[Available records — start]

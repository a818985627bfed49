use async_trait::async_trait;
use gwscan_commands::CommandDispatcher;

pub mod discord;
pub mod discord_embeds;
pub mod discord_slash;

pub use discord::DiscordAdapter;
pub use discord_embeds::{render_card, render_reply, MAX_EMBEDS};
pub use discord_slash::{build_commands, context_from, deploy_commands, invocation_from};

/// All channel adapters implement this trait.
#[async_trait]
pub trait ChannelAdapter: Send + Sync {
    /// Human-readable adapter name for logging.
    fn name(&self) -> &str;

    /// Connect and answer invocations with `dispatcher` until the
    /// connection ends.
    async fn start(&self, dispatcher: CommandDispatcher) -> anyhow::Result<()>;
}
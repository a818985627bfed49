use std::iter;

/// Fractional digits shown for scaled amounts. Extra digits are truncated,
/// never rounded, so a displayed balance is never more than what is held.
pub const DISPLAY_PRECISION: usize = 2;

/// Format a raw on-chain integer amount for display.
///
/// * `decimals == None` → `raw` unchanged, `symbol` ignored.
/// * otherwise `raw / 10^decimals`, truncated to [`DISPLAY_PRECISION`]
///   digits, thousands grouped, followed by ` {symbol}` when given.
///
/// Input that is not a non-negative integer string is returned unchanged.
pub fn format_value(raw: &str, decimals: Option<u32>, symbol: Option<&str>) -> String {
    format_value_with(raw, decimals, symbol, DISPLAY_PRECISION)
}

/// [`format_value`] with an explicit display precision.
pub fn format_value_with(
    raw: &str,
    decimals: Option<u32>,
    symbol: Option<&str>,
    precision: usize,
) -> String {
    let Some(decimals) = decimals else {
        return raw.to_string();
    };

    let digits = raw.trim();
    if digits.is_empty() || !digits.bytes().all(|b| b.is_ascii_digit()) {
        return raw.to_string();
    }

    let amount = shift_decimal_point(digits, decimals as usize, precision);
    match symbol.map(str::trim).filter(|s| !s.is_empty()) {
        Some(sym) => format!("{amount} {sym}"),
        None => amount,
    }
}

/// Divide a digit string by `10^decimals` and keep `precision` fractional
/// digits, truncating toward zero.
fn shift_decimal_point(digits: &str, decimals: usize, precision: usize) -> String {
    let len = digits.len();
    let (int_digits, leading_zeros, frac_digits) = if len > decimals {
        (&digits[..len - decimals], 0, &digits[len - decimals..])
    } else {
        ("", decimals - len, digits)
    };

    let int_digits = int_digits.trim_start_matches('0');
    let int_part = group_thousands(if int_digits.is_empty() { "0" } else { int_digits });

    if precision == 0 {
        return int_part;
    }

    let frac: String = iter::repeat('0')
        .take(leading_zeros)
        .chain(frac_digits.chars())
        .chain(iter::repeat('0'))
        .take(precision)
        .collect();

    format!("{int_part}.{frac}")
}

/// Insert `,` between every group of three integer digits.
pub fn group_thousands(digits: &str) -> String {
    let mut out = String::with_capacity(digits.len() + digits.len() / 3);
    for (i, ch) in digits.chars().enumerate() {
        if i > 0 && (digits.len() - i) % 3 == 0 {
            out.push(',');
        }
        out.push(ch);
    }
    out
}

#[cfg(test)]
mod tests {
    use super::*;

    #[test]
    fn zero_balance() {
        assert_eq!(format_value("0", Some(8), Some("CKB")), "0.00 CKB");
    }

    #[test]
    fn truncates_instead_of_rounding() {
        assert_eq!(format_value("123456789", Some(8), Some("CKB")), "1.23 CKB");
        assert_eq!(format_value("199999999", Some(8), Some("CKB")), "1.99 CKB");
    }

    #[test]
    fn unknown_scale_is_passthrough() {
        assert_eq!(format_value("123456789", None, Some("CKB")), "123456789");
        assert_eq!(format_value("not-a-number", None, None), "not-a-number");
    }

    #[test]
    fn fewer_digits_than_decimals() {
        assert_eq!(format_value("5", Some(2), Some("X")), "0.05 X");
        assert_eq!(format_value("5", Some(3), Some("X")), "0.00 X");
        assert_eq!(format_value("12345", Some(18), None), "0.00");
    }

    #[test]
    fn groups_integer_part() {
        assert_eq!(
            format_value("123456789000000000", Some(8), Some("CKB")),
            "1,234,567,890.00 CKB"
        );
        assert_eq!(group_thousands("100"), "100");
        assert_eq!(group_thousands("1000"), "1,000");
        assert_eq!(group_thousands("0"), "0");
    }

    #[test]
    fn missing_symbol_has_no_suffix() {
        assert_eq!(format_value("250", Some(2), None), "2.50");
        assert_eq!(format_value("250", Some(2), Some("")), "2.50");
    }

    #[test]
    fn zero_decimals() {
        assert_eq!(format_value("1234", Some(0), Some("PTS")), "1,234.00 PTS");
    }

    #[test]
    fn wider_than_any_machine_integer() {
        let raw = "115792089237316195423570985008687907853269984665640564039457584007913129639935";
        let out = format_value(raw, Some(18), Some("ETH"));
        assert!(out.starts_with(concat!(
            "115,792,089,237,316,195,423,570,985,008,",
            "687,907,853,269,984,665,640,564,039,457."
        )));
        assert!(out.ends_with(".58 ETH"));
    }

    #[test]
    fn leading_zeros_in_input() {
        assert_eq!(format_value("000150", Some(2), None), "1.50");
    }

    #[test]
    fn malformed_input_passes_through() {
        assert_eq!(format_value("-5", Some(2), Some("X")), "-5");
        assert_eq!(format_value("1.5", Some(2), Some("X")), "1.5");
        assert_eq!(format_value("", Some(2), Some("X")), "");
    }

    #[test]
    fn custom_precision() {
        assert_eq!(format_value_with("123456789", Some(8), None, 4), "1.2345");
        assert_eq!(format_value_with("123456789", Some(8), None, 0), "1");
    }

    #[test]
    fn integer_part_never_exceeds_input() {
        for raw in ["0", "1", "9", "10", "99", "100", "999999", "1000001", "987654321987654321"] {
            let v: u128 = raw.parse().unwrap();
            for decimals in 0u32..=20 {
                let shown = format_value(raw, Some(decimals), None);
                let int_part: u128 = shown
                    .split('.')
                    .next()
                    .unwrap()
                    .replace(',', "")
                    .parse()
                    .unwrap();
                assert!(int_part * 10u128.pow(decimals) <= v, "{raw} / 10^{decimals} -> {shown}");
                let frac: u128 = shown.split('.').nth(1).unwrap().parse().unwrap();
                let scaled = int_part * 100 + frac;
                assert!(
                    scaled * 10u128.pow(decimals) <= v * 100,
                    "{raw} / 10^{decimals} -> {shown}"
                );
            }
        }
    }
}
//! Display formatting for explorer values.
//!
//! Token amounts arrive as arbitrary-length integer strings scaled by a
//! per-token number of decimal places. They are rescaled by shifting the
//! decimal point over the digit string, so no precision is ever lost to
//! floating point and values wider than any machine integer still format.

pub mod time;
pub mod value;

pub use time::{normalize_timestamp, TIMESTAMP_FORMAT};
pub use value::{format_value, format_value_with, group_thousands, DISPLAY_PRECISION};

/// Shown wherever a value is absent.
pub const PLACEHOLDER: &str = "-";

/// The value itself, or [`PLACEHOLDER`] when absent or blank.
pub fn or_placeholder(value: Option<&str>) -> String {
    match value.map(str::trim) {
        Some(v) if !v.is_empty() => v.to_string(),
        _ => PLACEHOLDER.to_string(),
    }
}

[Available records — finish]

* _Instructions to follow_: Reply with the lines from the first line of the entries through the line that contains "use std::iter;", repeated exactly with both ends kept, and with nothing else.

* _Task response_:
repository a818985627bfed49
use async_trait::async_trait;
use gwscan_commands::CommandDispatcher;

pub mod discord;
pub mod discord_embeds;
pub mod discord_slash;

pub use discord::DiscordAdapter;
pub use discord_embeds::{render_card, render_reply, MAX_EMBEDS};
pub use discord_slash::{build_commands, context_from, deploy_commands, invocation_from};

/// All channel adapters implement this trait.
#[async_trait]
pub trait ChannelAdapter: Send + Sync {
    /// Human-readable adapter name for logging.
    fn name(&self) -> &str;

    /// Connect and answer invocations with `dispatcher` until the
    /// connection ends.
    async fn start(&self, dispatcher: CommandDispatcher) -> anyhow::Result<()>;
}
repository a818985627bfed49
use std::iter;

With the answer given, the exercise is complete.